Celle qui a été arrêté à la Casbah d’Alger en 1957 reste inébranlable et ne cessa de rappeler que « le colonialisme a spolié la terre, privé les Algériens des droits les plus élémentaires ».
La sénatrice Zohra Drif était, hier, l’invitée de « Rendez vous avec la parole », un espace de débats qu’organise le CCI. Parmi l’assistance, l’on remarquait au premier rang Mme Khalida Toumi et de nombreux cadres du secteur de la Culture. En prélude, un extrait du débat qui a lieu récemment au théâtre de la Criée de Marseille entre l’ancienne moudjahida et Bernard Henri Levy a été projeté. On y voit la militante de la Zone autonome d’Alger, rappelant sur un ton de pédagogue, la cruauté du colonialisme qui avait dénié, dira-t-elle, « aux Algériens la qualité d’êtres humains ». Ses propos ont constitué le fil du débat qui n’a pas débordé sur sa propre expérience militante ou des sujets complexes comme l’écriture de l’histoire. Celle qui a été arrêté à la Casbah d’Alger en 1957 reste inébranlable et ne cessa de rappeler que « le colonialisme a spolié la terre, privé les Algériens des droits les plus élémentaires ». « Je comprends la nouvelle génération qui peine à imaginer ce que ce système a été », clamera-t-elle. Elle a expliqué ensuite avoir répondu à l’invitation des organisateurs du colloque de Marseille pour contrer ce révisionnisme « qui a commencé à se faire jour depuis quelques années ». Selon elle, « un courant cherche à délégitimer le combat libérateur et au delà celui des peuples qui luttent pour leur dignité ». Evoquant l’Algérie actuelle, elle estimera que « des problèmes existent et doivent trouver des solutions entre nous. 50 ans n’étant rien dans la vie d’une nation ». A ce propos, elle déplore que « des Algériens débattent de problèmes internes à l’étranger ». Pour autant, « il n’y a aucune comparaison à faire entre l’Algérien de 1954 et celui de 2012 ». « Reconquérir sa terre, redevenir libre est en soi un grand pas ».
INTÉRÊTS ET LEURRE
Mme Drif a estimé « qu’il n’y avait aucune symétrie à établir entre ceux qui sont oppressé et ceux qui oppressent ». Elle défendra le recours aux bombes car « nous n’avions pas d’autres armes et la France n’a pas épargné les civils depuis 1830 ». Dans la salle, une femme rappellera que « les Français ont fait beaucoup de mal aux civils qu’ils ont tués par milliers ». Toutefois, un jeune qui semble ignorer l’histoire de son pays dira que « tous les juifs sont des sionistes », ignorant la place et le rôle d’hommes comme Curiel, Alleg et bien d’autres. Le débat s’est focalisé sur la figure controversée de BHL qualifié par Mme Drif de « prêcheur de la haine et d’homme qui dénature, manipule les débats qu’il soumet à ses propres obsessions » suite à sa dernière contribution parue dans Le Point et distribuée aux présents. Elle abordera évidemment les derniers événements au Sahel, avouant « qu’elle a peur pour notre pays, les manœuvres autour du Sahara remontants selon elle à la guerre de l’indépendance ».

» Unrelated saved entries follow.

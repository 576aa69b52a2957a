//! memo-core: Core Runtime for memo
//!
//! Layer2 - 객체 모델 + 메서드 메모이제이션 엔진
//!
//! # 주요 모듈
//!
//! - `object`: 스코프(클래스/모듈/싱글톤), 인스턴스, 메서드, 시그니처, 인자
//! - `memo`: 키 빌더, 래퍼, 캐시 저장소, 레지스트리, 라이프사이클
//!
//! # 사용 예시
//!
//! ```ignore
//! use memo_core::{Args, Scope, Signature};
//! use serde_json::json;
//!
//! let person = Scope::class("Person");
//! person.define("age", Signature::niladic(), |_| Ok(json!(expensive_age())));
//! person.memoize("age")?;
//!
//! let josh = person.new_instance(())?;
//! josh.call("age", Args::none())?;           // 계산
//! josh.call("age", Args::none())?;           // 캐시
//! josh.call("age", Args::new().reload())?;   // 재계산 후 덮어쓰기
//!
//! josh.flush_cache(&["age"])?;
//! josh.freeze()?;                            // 동결 전 캐시 채움
//! ```

pub mod memo;
pub mod object;

// ============================================================================
// Re-exports: Object model
// ============================================================================
pub use object::{
    Arg, Args, ArityKind, Block, CallContext, Callable, FreezeHook, Instance, InstanceId,
    Invocation, KeywordParam, Method, MethodBody, Scope, ScopeId, ScopeKind, Signature,
    Visibility,
};

// ============================================================================
// Re-exports: Memoization
// ============================================================================
pub use memo::{
    collect_specs, memoize, memoizer, CacheKey, CacheSlot, CacheStore, KeyBuilder, MemoRegistry,
    MemoStats, MemoizeOptions, MemoizedMethod, Memoizer, PreparedCall, RegisteredSpec, SlotKey,
    WrappedMethodSpec,
};

// Layer1 re-exports
pub use memo_foundation::{Error, JsonStore, MemoConfig, Result};

/// Layer2 버전
pub const VERSION: &str = env!("CARGO_PKG_VERSION");

#[cfg(test)]
mod tests {
    use super::*;
    use serde_json::json;

    #[test]
    fn test_version() {
        assert!(!VERSION.is_empty());
    }

    #[test]
    fn test_exports() {
        // 최상위 export로 전체 흐름 확인
        let scope = Scope::class("Exported");
        scope.define("value", Signature::niladic(), |_| Ok(json!(1)));
        scope.memoize("value").unwrap();
        let instance = scope.new_instance(()).unwrap();
        assert_eq!(instance.call("value", Args::none()).unwrap(), json!(1));
        assert_eq!(scope.all_memoized_specs().len(), 1);
    }
}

Elle se montre catégorique. « Depuis l’invasion de l’Irak, le colonialisme cherche à se redéployer ». En filigrane, on devine une méfiance sinon une hostilité à l’égard du « printemps arabe ». « L’Occident, qui s’est accommodé de régimes qui arrangeaient ses affaires, n’a que des intérêts et sa prétendue défense de la démocratie est un leurre », a-t-elle affirmé.